2. Augment Agricultural Data

You can augment real data using techniques like random sampling, linear regression, autoencoders, or GANs.

Linear Regression-Based Augmentation

from sadga import augment
import pandas as pd

# Example real data
real_data = pd.DataFrame({
    'soil_ph': [6.5, 6.3, 6.7],
    'temperature_min': [12, 14, 13],
    'rainfall': [40, 50, 45],
    'fertilizer_n': [100, 90, 95],
    'yield_kg_per_ha': [3200, 3100, 3300]
})

# Augment the data using linear regression
augmented_data = augment(
    real_data=real_data,
    num_augmented_records=50,
    start_date="2021-01-01",
    end_date="2021-12-31",
    technique='linear_regression',
    lat=34.0522,
    lon=-118.2437
)

print(augmented_data)

3. Validate Synthetic Data

Validate the generated synthetic data by comparing it with real-world data.

Validation Example

from sadga import validate
import pandas as pd

# Example real data
real_data = pd.DataFrame({
    'soil_ph': [6.5, 6.3, 6.7],
    'temperature_min': [12, 14, 13],
    'rainfall': [40, 50, 45],
    'fertilizer_n': [100, 90, 95],
    'yield_kg_per_ha': [3200, 3100, 3300]
})

# Example synthetic data
synthetic_data = pd.DataFrame({
    'soil_ph': [6.4, 6.5, 6.6],
    'temperature_min': [12.5, 13.0, 14.0],
    'rainfall': [43, 44, 46],
    'fertilizer_n': [101, 96, 99],
    'yield_kg_per_ha': [3205, 3105, 3295]
})

# Validate the synthetic data
validation_report = validate(synthetic_data, real_data=real_data)
print(validation_report)

4. API Integration

SADGA integrates with NASA POWER and OpenWeatherMap APIs for fetching real-world climate data.
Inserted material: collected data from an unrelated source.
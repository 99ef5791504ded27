//! Parsing raw beacons from the injected browser probe.
//!
//! The probe is a few lines of script patched into the app entry point. It
//! sends loosely typed objects (`type` tag, millisecond-epoch floats,
//! abbreviated keys) and never retries, so parsing is lenient: unknown enum
//! strings fall back to `unknown`, missing timestamps mean "now".

use chrono::{DateTime, TimeZone, Utc};
use devlens_core::{
    ActionStatus, CacheResult, CaptureSource, ErrorReport, FetchEvent, FetchOrigin, LogLevel,
    LogReport, RenderEvent, ServerActionEvent, Severity, StreamingEvent, StreamingPhase,
    SuspenseEvent,
};
use serde::Deserialize;
use thiserror::Error;

use crate::probe::ProbeEvent;

/// Raw beacon JSON structure sent by the browser probe.
///
/// All fields except `type` are optional; which ones are required depends on
/// the beacon type and is checked in [`RawBeacon::into_probe_event`].
#[derive(Debug, Clone, Default, Deserialize)]
#[serde(rename_all = "camelCase")]
pub struct RawBeacon {
    #[serde(rename = "type")]
    pub kind: String,
    #[serde(default)]
    pub route: Option<String>,
    /// Start (or occurrence) time, ms since epoch.
    #[serde(default)]
    pub ts: Option<f64>,
    #[serde(default)]
    pub duration: Option<f64>,
    #[serde(default)]
    pub url: Option<String>,
    #[serde(default)]
    pub method: Option<String>,
    #[serde(default)]
    pub origin: Option<String>,
    /// HTTP status for fetches, `"success"`/`"error"` for actions.
    #[serde(default)]
    pub status: Option<serde_json::Value>,
    #[serde(default)]
    pub cache: Option<String>,
    #[serde(default)]
    pub cache_result: Option<String>,
    /// Action, component or boundary name.
    #[serde(default)]
    pub name: Option<String>,
    #[serde(default)]
    pub file: Option<String>,
    #[serde(default, rename = "async")]
    pub is_async: Option<bool>,
    #[serde(default)]
    pub resolved_at: Option<f64>,
    #[serde(default)]
    pub fallback_duration: Option<f64>,
    #[serde(default)]
    pub phase: Option<String>,
    #[serde(default)]
    pub message: Option<String>,
    #[serde(default)]
    pub stack: Option<String>,
    #[serde(default)]
    pub level: Option<String>,
    #[serde(default)]
    pub error: Option<String>,
    #[serde(default)]
    pub meta: Option<serde_json::Value>,
}

/// Errors produced while converting a beacon.
#[derive(Debug, Clone, Error, PartialEq)]
pub enum ProbeParseError {
    #[error("unknown beacon type: {0}")]
    UnknownKind(String),

    #[error("{kind} beacon is missing `{field}`")]
    MissingField { kind: String, field: &'static str },

    #[error("invalid {field}: {value}")]
    InvalidValue { field: &'static str, value: String },

    #[error("malformed beacon: {0}")]
    Malformed(String),
}

impl RawBeacon {
    /// Parses a JSON value into a typed probe event.
    ///
    /// # Errors
    ///
    /// Returns `ProbeParseError` if the value is not a beacon object, has an
    /// unknown type, or lacks a field its type requires.
    pub fn parse(value: serde_json::Value) -> Result<ProbeEvent, ProbeParseError> {
        let raw: RawBeacon =
            serde_json::from_value(value).map_err(|e| ProbeParseError::Malformed(e.to_string()))?;
        raw.into_probe_event()
    }

    /// Converts the beacon into a typed probe event.
    ///
    /// # Errors
    ///
    /// See [`RawBeacon::parse`].
    pub fn into_probe_event(self) -> Result<ProbeEvent, ProbeParseError> {
        match self.kind.as_str() {
            "fetch" => self.into_fetch().map(ProbeEvent::Fetch),
            "action" | "server-action" => self.into_action().map(ProbeEvent::ServerAction),
            "render" => self.into_render().map(ProbeEvent::Render),
            "suspense" => self.into_suspense().map(ProbeEvent::Suspense),
            "stream" | "streaming" => self.into_streaming().map(ProbeEvent::Streaming),
            "error" => self.into_error().map(ProbeEvent::Error),
            "log" => self.into_log().map(ProbeEvent::Log),
            "navigation" => {
                let route = self.require(self.route.clone(), "route")?;
                Ok(ProbeEvent::Navigation { route })
            }
            "unmount" => Ok(ProbeEvent::Unmount),
            other => Err(ProbeParseError::UnknownKind(other.to_string())),
        }
    }

    fn require<T>(&self, value: Option<T>, field: &'static str) -> Result<T, ProbeParseError> {
        value.ok_or_else(|| ProbeParseError::MissingField {
            kind: self.kind.clone(),
            field,
        })
    }

    fn started_at(&self) -> Result<DateTime<Utc>, ProbeParseError> {
        self.ts.map_or_else(|| Ok(Utc::now()), |ms| millis_to_datetime("ts", ms))
    }

    fn into_fetch(self) -> Result<FetchEvent, ProbeParseError> {
        let started_at = self.started_at()?;
        let url = self.require(self.url.clone(), "url")?;
        let status = match &self.status {
            None | Some(serde_json::Value::Null) => None,
            Some(value) => Some(http_status(value)?),
        };

        Ok(FetchEvent {
            route: self.route,
            url,
            method: self
                .method
                .map(|m| m.to_ascii_uppercase())
                .unwrap_or_else(|| "GET".to_string()),
            origin: self.origin.as_deref().map(parse_origin).unwrap_or_default(),
            status,
            started_at,
            duration_ms: non_negative(self.duration),
            cache_mode: self.cache,
            cache_result: self
                .cache_result
                .as_deref()
                .map(parse_cache_result)
                .unwrap_or_default(),
            error: self.error,
        })
    }

    fn into_action(self) -> Result<ServerActionEvent, ProbeParseError> {
        let started_at = self.started_at()?;
        let name = self.require(self.name.clone(), "name")?;
        let status_error = self
            .status
            .as_ref()
            .and_then(serde_json::Value::as_str)
            .is_some_and(|s| s.eq_ignore_ascii_case("error"));
        let status = if status_error || self.error.is_some() {
            ActionStatus::Error
        } else {
            ActionStatus::Success
        };

        Ok(ServerActionEvent {
            route: self.route,
            name,
            source_file: self.file,
            started_at,
            execution_ms: non_negative(self.duration),
            status,
            error_message: self.error.or(self.message),
            error_stack: self.stack,
        })
    }

    fn into_render(self) -> Result<RenderEvent, ProbeParseError> {
        let started_at = self.started_at()?;
        if self.name.is_none() && self.file.is_none() {
            return Err(ProbeParseError::MissingField {
                kind: self.kind,
                field: "name",
            });
        }

        Ok(RenderEvent {
            route: self.route,
            source_file: self.file,
            component_name: self.name,
            started_at,
            duration_ms: non_negative(self.duration),
            is_async: self.is_async.unwrap_or(false),
            error: self.error,
        })
    }

    fn into_suspense(self) -> Result<SuspenseEvent, ProbeParseError> {
        let started_at = self.started_at()?;
        let resolved_at = match self.resolved_at {
            Some(ms) => millis_to_datetime("resolvedAt", ms)?,
            None => {
                let total = self.require(self.duration, "resolvedAt")?;
                chrono::Duration::try_milliseconds(total.max(0.0) as i64)
                    .and_then(|d| started_at.checked_add_signed(d))
                    .ok_or_else(|| ProbeParseError::InvalidValue {
                        field: "duration",
                        value: total.to_string(),
                    })?
            }
        };
        let total_ms = (resolved_at - started_at).num_milliseconds().max(0) as f64;
        let fallback_ms = non_negative(self.fallback_duration);

        Ok(SuspenseEvent {
            route: self.route,
            boundary: self.name,
            started_at,
            resolved_at,
            fallback_ms,
            content_resolve_ms: (total_ms - fallback_ms).max(0.0),
            error: self.error,
        })
    }

    fn into_streaming(self) -> Result<StreamingEvent, ProbeParseError> {
        let timestamp = self.started_at()?;
        let phase = self.require(self.phase.clone(), "phase")?;
        let phase = match phase.as_str() {
            "shell" => StreamingPhase::Shell,
            "data" => StreamingPhase::Data,
            "content" => StreamingPhase::Content,
            "complete" | "done" => StreamingPhase::Complete,
            _ => {
                return Err(ProbeParseError::InvalidValue {
                    field: "phase",
                    value: phase,
                })
            }
        };

        Ok(StreamingEvent {
            route: self.route,
            phase,
            timestamp,
        })
    }

    fn into_error(self) -> Result<ErrorReport, ProbeParseError> {
        let timestamp = self.ts.map(|ms| millis_to_datetime("ts", ms)).transpose()?;
        let message = self.require(self.message.clone(), "message")?;
        let severity = match self.level.as_deref() {
            Some("warn" | "warning") => Severity::Warning,
            _ => Severity::Error,
        };

        Ok(ErrorReport {
            route: self.route,
            source: CaptureSource::Client,
            severity,
            message,
            stack: self.stack,
            metadata: self.meta,
            timestamp,
            session_id: None,
        })
    }

    fn into_log(self) -> Result<LogReport, ProbeParseError> {
        let timestamp = self.ts.map(|ms| millis_to_datetime("ts", ms)).transpose()?;
        let message = self.require(self.message.clone(), "message")?;
        let level = match self.level.as_deref() {
            Some("debug" | "trace") => LogLevel::Debug,
            Some("warn" | "warning") => LogLevel::Warn,
            Some("error") => LogLevel::Error,
            _ => LogLevel::Info,
        };

        Ok(LogReport {
            route: self.route,
            source: CaptureSource::Client,
            level,
            message,
            metadata: self.meta,
            timestamp,
            session_id: None,
        })
    }
}

fn millis_to_datetime(field: &'static str, ms: f64) -> Result<DateTime<Utc>, ProbeParseError> {
    if !ms.is_finite() {
        return Err(ProbeParseError::InvalidValue {
            field,
            value: ms.to_string(),
        });
    }
    Utc.timestamp_millis_opt(ms as i64)
        .single()
        .ok_or_else(|| ProbeParseError::InvalidValue {
            field,
            value: ms.to_string(),
        })
}

fn http_status(value: &serde_json::Value) -> Result<u16, ProbeParseError> {
    value
        .as_u64()
        .and_then(|n| u16::try_from(n).ok())
        .filter(|n| (100..=599).contains(n))
        .ok_or_else(|| ProbeParseError::InvalidValue {
            field: "status",
            value: value.to_string(),
        })
}

fn non_negative(value: Option<f64>) -> f64 {
    value.filter(|v| v.is_finite()).unwrap_or(0.0).max(0.0)
}

fn parse_origin(s: &str) -> FetchOrigin {
    match s {
        "server-component" | "rsc" => FetchOrigin::ServerComponent,
        "server-action" | "action" => FetchOrigin::ServerAction,
        "route-handler" | "route" => FetchOrigin::RouteHandler,
        "client-component" | "client" => FetchOrigin::ClientComponent,
        _ => FetchOrigin::Unknown,
    }
}

fn parse_cache_result(s: &str) -> CacheResult {
    match s.to_ascii_lowercase().as_str() {
        "hit" | "fresh" | "stale" => CacheResult::Hit,
        "miss" => CacheResult::Miss,
        "bypass" | "skip" | "no-store" => CacheResult::Bypass,
        _ => CacheResult::Unknown,
    }
}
You can pass your API keys as parameters.

NASA POWER API Example

from sadga import generate

# Generate data using NASA POWER API
data = generate(
    start_date="2020-01-01",
    end_date="2020-12-31",
    lat=34.0522,
    lon=-118.2437,
    use_nasa=True,
    nasa_api_key="your_nasa_api_key",
    frequency='monthly'
)

print(data)

Project Structure

SADGA/
│
├── sagda/                   # Main package directory
│   ├── __init__.py          # Initialize the package
│   ├── data_generation.py   # Generate synthetic agricultural data
│   ├── data_augmentation.py # Augment real data with synthetic data
│   ├── data_validation.py   # Validate synthetic data
│   ├── api_utils.py         # API integration functions
│   ├── utils.py             # Helper functions
├── tests/                   # Test directory
│   ├── test_data_generation.py # Test synthetic data generation
│   ├── test_data_augmentation.py # Test data augmentation
│   ├── test_data_validation.py # Test data validation
├── setup.py                 # Configuration for PyPI
├── README.md                # Project documentation
├── LICENSE                  # License file
├── MANIFEST.in              # Include non-Python files
├── requirements.txt         # Dependencies

Contributing

We welcome contributions! Please fork the repository, create a new branch for your feature or bug fix, and submit a pull request.


License

This project is licensed under the MIT License.